> [PROBLEM STATEMENT]:
All of the records must be repeated exactly as they read.

> [DATASET EXTRACT]:

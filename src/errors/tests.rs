//! Unit tests for error handling.

use crate::errors::errors::{Error, ErrorImpl, ErrorTip};
use crate::lexer::tokens::TokenType;
use crate::Position;

#[test]
fn test_error_position() {
    let error = Error::new(
        ErrorImpl::UnexpectedToken {
            token: "age".to_string(),
            expected: TokenType::Int,
        },
        Position(42),
    );

    assert_eq!(error.get_position().0, 42);
}

#[test]
fn test_unexpected_token_error() {
    let error = Error::new(
        ErrorImpl::UnexpectedToken {
            token: "age".to_string(),
            expected: TokenType::Int,
        },
        Position(0),
    );

    assert_eq!(error.get_error_name(), "UnexpectedToken");
    assert_eq!(error.to_string(), "unexpected token \"age\": expected Int");
}

#[test]
fn test_unexpected_end_of_stream_error() {
    let error = Error::new(
        ErrorImpl::UnexpectedEndOfStream {
            expected: TokenType::SemiColon,
        },
        Position(12),
    );

    assert_eq!(error.get_error_name(), "UnexpectedEndOfStream");
    assert_eq!(
        error.get_internal_error(),
        &ErrorImpl::UnexpectedEndOfStream {
            expected: TokenType::SemiColon
        }
    );
}

#[test]
fn test_source_unreadable_error() {
    let error = Error::new(
        ErrorImpl::SourceUnreadable {
            path: "missing.lex".to_string(),
            message: "No such file or directory".to_string(),
        },
        Position::null(),
    );

    assert_eq!(error.get_error_name(), "SourceUnreadable");
    assert_eq!(
        error.get_tip().to_string(),
        "Could not read `missing.lex`: No such file or directory"
    );
}

#[test]
fn test_error_tip_suggestion() {
    let error = Error::new(
        ErrorImpl::UnexpectedToken {
            token: ">".to_string(),
            expected: TokenType::GE,
        },
        Position(0),
    );

    match error.get_tip() {
        ErrorTip::Suggestion(tip) => assert_eq!(tip, "Unexpected token: `>`, expected GE"),
        _ => panic!("Expected suggestion tip"),
    }
}

#[test]
fn test_error_tip_display() {
    let tip = ErrorTip::Suggestion("Try this instead".to_string());
    assert_eq!(tip.to_string(), "Try this instead");

    let tip = ErrorTip::None;
    assert_eq!(tip.to_string(), "");
}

> [ANSWER TO THIS EXERCISE]:
filename src/errors/tests.rs
//! Unit tests for error handling.

use crate::errors::errors::{Error, ErrorImpl, ErrorTip};
use crate::lexer::tokens::TokenType;
use crate::Position;

#[test]
fn test_error_position() {
    let error = Error::new(
        ErrorImpl::UnexpectedToken {
            token: "age".to_string(),
            expected: TokenType::Int,
        },
        Position(42),
    );

    assert_eq!(error.get_position().0, 42);
}

#[test]
fn test_unexpected_token_error() {
    let error = Error::new(
        ErrorImpl::UnexpectedToken {
            token: "age".to_string(),
            expected: TokenType::Int,
        },
        Position(0),
    );

    assert_eq!(error.get_error_name(), "UnexpectedToken");
    assert_eq!(error.to_string(), "unexpected token \"age\": expected Int");
}

#[test]
fn test_unexpected_end_of_stream_error() {
    let error = Error::new(
        ErrorImpl::UnexpectedEndOfStream {
            expected: TokenType::SemiColon,
        },
        Position(12),
    );

    assert_eq!(error.get_error_name(), "UnexpectedEndOfStream");
    assert_eq!(
        error.get_internal_error(),
        &ErrorImpl::UnexpectedEndOfStream {
            expected: TokenType::SemiColon
        }
    );
}

#[test]
fn test_source_unreadable_error() {
    let error = Error::new(
        ErrorImpl::SourceUnreadable {
            path: "missing.lex".to_string(),
            message: "No such file or directory".to_string(),
        },
        Position::null(),
    );

    assert_eq!(error.get_error_name(), "SourceUnreadable");
    assert_eq!(
        error.get_tip().to_string(),
        "Could not read `missing.lex`: No such file or directory"
    );
}

#[test]
fn test_error_tip_suggestion() {
    let error = Error::new(
        ErrorImpl::UnexpectedToken {
            token: ">".to_string(),
            expected: TokenType::GE,
        },
        Position(0),
    );

    match error.get_tip() {
        ErrorTip::Suggestion(tip) => assert_eq!(tip, "Unexpected token: `>`, expected GE"),
        _ => panic!("Expected suggestion tip"),
    }
}

#[test]
fn test_error_tip_display() {
    let tip = ErrorTip::Suggestion("Try this instead".to_string());
    assert_eq!(tip.to_string(), "Try this instead");

    let tip = ErrorTip::None;
    assert_eq!(tip.to_string(), "");
}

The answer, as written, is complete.